(Stored data)
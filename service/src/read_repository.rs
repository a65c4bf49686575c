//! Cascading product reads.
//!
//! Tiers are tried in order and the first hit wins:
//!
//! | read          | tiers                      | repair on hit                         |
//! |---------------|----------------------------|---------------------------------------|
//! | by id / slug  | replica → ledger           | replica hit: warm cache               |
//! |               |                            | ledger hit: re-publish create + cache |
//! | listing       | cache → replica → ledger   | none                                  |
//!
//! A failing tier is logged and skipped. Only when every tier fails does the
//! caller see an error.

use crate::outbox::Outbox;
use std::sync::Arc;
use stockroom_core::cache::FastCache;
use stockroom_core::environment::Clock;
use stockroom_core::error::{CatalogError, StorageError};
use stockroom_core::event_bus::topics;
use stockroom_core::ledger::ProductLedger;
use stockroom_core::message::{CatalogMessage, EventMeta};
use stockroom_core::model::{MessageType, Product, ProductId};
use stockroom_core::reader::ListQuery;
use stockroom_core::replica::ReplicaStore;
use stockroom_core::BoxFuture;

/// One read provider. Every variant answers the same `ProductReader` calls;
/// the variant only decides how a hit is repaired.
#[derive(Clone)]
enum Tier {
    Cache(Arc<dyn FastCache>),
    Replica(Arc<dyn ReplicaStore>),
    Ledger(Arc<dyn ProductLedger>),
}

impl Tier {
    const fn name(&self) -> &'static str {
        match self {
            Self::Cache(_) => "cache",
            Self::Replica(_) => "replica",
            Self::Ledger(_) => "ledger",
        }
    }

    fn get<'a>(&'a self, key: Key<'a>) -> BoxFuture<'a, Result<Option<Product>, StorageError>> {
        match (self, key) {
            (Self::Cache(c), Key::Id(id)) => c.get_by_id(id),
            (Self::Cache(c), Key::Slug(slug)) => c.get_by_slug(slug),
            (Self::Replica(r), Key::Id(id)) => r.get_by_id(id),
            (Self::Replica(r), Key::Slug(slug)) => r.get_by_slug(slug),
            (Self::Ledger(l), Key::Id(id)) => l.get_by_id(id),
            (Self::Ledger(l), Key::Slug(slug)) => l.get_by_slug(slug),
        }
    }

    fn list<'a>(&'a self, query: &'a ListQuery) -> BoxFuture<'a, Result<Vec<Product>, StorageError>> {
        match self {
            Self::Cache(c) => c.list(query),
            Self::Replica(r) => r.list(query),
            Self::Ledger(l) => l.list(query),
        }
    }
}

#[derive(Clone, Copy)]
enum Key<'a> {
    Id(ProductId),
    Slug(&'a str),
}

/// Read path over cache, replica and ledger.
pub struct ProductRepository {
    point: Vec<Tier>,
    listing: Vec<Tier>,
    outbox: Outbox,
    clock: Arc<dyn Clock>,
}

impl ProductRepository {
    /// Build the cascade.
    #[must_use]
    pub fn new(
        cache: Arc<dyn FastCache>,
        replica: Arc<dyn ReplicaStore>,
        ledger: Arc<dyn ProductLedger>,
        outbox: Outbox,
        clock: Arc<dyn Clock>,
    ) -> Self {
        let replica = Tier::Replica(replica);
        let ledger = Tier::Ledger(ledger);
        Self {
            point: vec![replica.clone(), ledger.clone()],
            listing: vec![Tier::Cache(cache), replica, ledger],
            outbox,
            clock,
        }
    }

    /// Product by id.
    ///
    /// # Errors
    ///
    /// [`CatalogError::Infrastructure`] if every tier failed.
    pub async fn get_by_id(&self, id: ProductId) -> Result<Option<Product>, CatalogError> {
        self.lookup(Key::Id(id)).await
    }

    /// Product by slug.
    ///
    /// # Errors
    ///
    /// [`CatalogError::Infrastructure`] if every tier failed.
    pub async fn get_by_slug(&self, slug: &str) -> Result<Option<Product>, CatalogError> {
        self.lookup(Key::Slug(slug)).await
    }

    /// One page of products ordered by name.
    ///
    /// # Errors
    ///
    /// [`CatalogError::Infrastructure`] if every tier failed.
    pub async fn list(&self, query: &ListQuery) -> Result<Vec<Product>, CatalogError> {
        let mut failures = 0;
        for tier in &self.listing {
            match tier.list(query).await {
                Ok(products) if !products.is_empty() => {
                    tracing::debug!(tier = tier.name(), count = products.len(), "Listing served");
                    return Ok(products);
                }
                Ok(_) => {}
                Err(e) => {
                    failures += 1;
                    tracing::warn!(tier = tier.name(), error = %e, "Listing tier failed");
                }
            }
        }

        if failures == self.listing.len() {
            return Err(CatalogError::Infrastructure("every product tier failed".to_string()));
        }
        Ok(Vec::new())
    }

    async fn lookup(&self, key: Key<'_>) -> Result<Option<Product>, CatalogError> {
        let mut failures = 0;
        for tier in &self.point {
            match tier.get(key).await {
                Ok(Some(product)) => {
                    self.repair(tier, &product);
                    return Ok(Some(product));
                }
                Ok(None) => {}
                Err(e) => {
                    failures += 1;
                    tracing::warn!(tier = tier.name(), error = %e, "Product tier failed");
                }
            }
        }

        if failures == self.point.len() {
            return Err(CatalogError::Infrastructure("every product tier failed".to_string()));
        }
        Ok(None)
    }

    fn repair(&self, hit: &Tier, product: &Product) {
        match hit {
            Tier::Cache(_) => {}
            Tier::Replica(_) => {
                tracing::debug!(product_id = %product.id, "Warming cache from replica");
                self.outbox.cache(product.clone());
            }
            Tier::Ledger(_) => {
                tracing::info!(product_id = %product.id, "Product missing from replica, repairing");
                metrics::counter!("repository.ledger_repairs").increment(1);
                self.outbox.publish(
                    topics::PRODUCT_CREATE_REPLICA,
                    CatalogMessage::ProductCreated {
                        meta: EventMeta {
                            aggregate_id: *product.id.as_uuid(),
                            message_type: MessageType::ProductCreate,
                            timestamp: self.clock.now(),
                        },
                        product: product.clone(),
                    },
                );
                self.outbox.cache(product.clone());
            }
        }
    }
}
(End Stored data)
(Stored data)
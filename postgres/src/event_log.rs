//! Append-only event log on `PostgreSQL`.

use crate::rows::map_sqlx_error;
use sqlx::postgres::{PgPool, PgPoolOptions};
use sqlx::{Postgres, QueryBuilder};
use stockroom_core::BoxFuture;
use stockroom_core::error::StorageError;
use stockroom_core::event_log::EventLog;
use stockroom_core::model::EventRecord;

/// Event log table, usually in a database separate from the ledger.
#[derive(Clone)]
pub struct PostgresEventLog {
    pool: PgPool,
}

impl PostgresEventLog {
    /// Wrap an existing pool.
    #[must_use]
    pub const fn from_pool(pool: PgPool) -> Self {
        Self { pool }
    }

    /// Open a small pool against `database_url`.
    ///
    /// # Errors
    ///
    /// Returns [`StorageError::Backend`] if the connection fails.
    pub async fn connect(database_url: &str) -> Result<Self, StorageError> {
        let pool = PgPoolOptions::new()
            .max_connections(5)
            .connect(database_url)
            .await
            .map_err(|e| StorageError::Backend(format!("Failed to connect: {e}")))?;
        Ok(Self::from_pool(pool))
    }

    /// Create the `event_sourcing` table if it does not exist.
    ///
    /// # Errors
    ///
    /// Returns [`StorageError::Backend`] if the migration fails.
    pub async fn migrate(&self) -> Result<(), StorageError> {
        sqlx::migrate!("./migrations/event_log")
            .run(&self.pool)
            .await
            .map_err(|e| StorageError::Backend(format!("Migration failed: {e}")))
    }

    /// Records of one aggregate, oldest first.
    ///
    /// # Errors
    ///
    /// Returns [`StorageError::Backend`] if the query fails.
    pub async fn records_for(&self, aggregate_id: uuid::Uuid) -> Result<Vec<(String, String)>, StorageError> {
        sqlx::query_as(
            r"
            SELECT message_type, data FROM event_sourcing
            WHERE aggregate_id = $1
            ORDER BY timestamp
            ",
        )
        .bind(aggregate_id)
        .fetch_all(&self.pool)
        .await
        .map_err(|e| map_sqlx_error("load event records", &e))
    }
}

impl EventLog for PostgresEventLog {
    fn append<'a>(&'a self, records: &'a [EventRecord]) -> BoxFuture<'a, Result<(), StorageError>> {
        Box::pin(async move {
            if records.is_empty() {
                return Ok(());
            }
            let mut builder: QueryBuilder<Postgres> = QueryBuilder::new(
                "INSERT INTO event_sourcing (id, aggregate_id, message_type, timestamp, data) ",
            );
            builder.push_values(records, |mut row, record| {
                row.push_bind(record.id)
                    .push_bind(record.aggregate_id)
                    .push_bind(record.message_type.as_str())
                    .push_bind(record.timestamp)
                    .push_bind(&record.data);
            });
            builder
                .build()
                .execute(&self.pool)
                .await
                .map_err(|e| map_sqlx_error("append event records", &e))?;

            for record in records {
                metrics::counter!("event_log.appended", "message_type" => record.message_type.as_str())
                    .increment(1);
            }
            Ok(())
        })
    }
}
(End Stored data)
(Stored data)
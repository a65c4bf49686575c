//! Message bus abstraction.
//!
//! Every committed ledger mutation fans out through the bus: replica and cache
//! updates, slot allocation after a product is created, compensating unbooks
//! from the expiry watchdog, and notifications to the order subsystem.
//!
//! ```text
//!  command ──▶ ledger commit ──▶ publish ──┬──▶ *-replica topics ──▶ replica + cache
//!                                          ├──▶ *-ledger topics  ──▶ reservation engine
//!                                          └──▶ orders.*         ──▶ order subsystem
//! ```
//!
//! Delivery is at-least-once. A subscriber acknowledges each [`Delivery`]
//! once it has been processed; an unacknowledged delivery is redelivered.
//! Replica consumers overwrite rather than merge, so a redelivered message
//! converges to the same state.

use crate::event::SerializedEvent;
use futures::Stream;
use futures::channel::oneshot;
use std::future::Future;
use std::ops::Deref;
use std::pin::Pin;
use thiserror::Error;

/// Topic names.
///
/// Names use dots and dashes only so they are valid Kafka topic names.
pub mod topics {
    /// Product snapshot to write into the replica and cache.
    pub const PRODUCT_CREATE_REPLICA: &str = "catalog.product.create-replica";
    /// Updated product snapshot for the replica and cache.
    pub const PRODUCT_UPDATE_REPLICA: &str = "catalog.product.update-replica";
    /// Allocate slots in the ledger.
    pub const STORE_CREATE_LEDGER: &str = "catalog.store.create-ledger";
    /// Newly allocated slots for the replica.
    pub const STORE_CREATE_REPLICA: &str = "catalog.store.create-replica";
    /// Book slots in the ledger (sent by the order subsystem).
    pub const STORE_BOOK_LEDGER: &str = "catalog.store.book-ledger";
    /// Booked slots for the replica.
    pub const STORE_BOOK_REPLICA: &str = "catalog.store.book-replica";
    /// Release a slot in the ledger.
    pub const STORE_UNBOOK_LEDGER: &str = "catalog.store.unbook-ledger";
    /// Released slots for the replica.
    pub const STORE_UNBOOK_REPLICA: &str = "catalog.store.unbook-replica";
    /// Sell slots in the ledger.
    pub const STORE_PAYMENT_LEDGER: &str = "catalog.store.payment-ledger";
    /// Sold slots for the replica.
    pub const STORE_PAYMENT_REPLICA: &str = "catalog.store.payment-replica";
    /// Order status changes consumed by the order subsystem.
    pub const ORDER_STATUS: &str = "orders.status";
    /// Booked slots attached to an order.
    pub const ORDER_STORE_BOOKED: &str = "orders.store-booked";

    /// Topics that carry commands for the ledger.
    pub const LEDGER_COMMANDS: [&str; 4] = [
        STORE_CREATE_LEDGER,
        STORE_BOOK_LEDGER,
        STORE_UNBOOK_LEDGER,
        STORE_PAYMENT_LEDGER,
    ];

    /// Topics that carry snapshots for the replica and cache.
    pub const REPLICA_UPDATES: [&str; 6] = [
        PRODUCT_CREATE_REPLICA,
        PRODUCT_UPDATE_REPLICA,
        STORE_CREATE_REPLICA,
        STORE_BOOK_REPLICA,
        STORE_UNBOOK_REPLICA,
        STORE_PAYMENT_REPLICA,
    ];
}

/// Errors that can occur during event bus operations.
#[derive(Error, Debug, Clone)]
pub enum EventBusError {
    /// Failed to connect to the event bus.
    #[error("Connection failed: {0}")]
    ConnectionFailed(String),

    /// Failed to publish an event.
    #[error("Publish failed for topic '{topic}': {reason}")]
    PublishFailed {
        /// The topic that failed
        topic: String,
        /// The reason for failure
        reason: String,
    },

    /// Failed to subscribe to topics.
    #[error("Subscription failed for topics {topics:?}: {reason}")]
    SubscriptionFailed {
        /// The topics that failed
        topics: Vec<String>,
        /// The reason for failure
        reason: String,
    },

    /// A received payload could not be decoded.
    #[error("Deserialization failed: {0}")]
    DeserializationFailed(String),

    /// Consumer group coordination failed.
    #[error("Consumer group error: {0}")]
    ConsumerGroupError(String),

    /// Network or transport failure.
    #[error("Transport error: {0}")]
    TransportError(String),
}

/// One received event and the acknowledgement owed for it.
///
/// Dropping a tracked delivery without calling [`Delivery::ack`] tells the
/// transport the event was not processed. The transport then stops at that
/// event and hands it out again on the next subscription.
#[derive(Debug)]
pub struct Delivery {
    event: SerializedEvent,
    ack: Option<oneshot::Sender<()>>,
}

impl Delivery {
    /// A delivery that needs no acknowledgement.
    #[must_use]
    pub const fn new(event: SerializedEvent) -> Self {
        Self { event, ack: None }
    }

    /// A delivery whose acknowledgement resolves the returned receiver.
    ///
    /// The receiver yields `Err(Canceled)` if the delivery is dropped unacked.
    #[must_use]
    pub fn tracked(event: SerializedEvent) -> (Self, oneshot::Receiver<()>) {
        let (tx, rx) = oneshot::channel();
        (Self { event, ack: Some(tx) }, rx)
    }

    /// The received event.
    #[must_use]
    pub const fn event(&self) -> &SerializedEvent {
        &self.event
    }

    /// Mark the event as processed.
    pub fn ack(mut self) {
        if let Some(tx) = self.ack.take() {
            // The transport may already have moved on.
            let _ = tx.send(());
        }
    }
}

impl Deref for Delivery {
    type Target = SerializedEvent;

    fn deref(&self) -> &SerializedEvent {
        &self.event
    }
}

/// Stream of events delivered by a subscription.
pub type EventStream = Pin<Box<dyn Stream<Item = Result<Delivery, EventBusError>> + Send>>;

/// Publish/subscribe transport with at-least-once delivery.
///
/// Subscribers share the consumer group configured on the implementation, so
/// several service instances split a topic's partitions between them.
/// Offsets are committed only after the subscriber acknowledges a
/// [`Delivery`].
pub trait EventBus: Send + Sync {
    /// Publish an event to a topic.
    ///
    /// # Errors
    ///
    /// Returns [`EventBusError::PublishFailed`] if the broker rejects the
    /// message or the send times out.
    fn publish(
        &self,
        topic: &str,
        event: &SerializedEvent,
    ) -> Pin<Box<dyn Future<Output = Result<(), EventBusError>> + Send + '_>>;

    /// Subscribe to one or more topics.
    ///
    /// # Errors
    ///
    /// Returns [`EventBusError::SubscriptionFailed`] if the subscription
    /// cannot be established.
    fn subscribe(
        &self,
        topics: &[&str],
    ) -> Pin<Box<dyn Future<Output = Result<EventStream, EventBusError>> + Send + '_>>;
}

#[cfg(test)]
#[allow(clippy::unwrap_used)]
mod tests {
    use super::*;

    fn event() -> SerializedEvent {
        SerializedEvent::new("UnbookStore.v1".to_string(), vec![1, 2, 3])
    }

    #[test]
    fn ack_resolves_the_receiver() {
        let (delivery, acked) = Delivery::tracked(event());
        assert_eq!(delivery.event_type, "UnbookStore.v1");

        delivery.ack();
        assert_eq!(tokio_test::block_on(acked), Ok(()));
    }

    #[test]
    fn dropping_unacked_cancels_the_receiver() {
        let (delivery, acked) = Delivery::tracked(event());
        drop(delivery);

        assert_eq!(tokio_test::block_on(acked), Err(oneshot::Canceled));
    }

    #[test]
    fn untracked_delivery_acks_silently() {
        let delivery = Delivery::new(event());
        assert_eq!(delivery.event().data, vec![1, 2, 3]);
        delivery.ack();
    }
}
(End Stored data)
Could you restate word for word the lines above from the one containing "filename service/src/read_repository.rs" through the one containing "create + cache |", both included, and nothing else?

• **Exercise solution**
filename service/src/read_repository.rs
repository a65c4bf49686575c
//! Cascading product reads.
//!
//! Tiers are tried in order and the first hit wins:
//!
//! | read          | tiers                      | repair on hit                         |
//! |---------------|----------------------------|---------------------------------------|
//! | by id / slug  | replica → ledger           | replica hit: warm cache               |
//! |               |                            | ledger hit: re-publish create + cache |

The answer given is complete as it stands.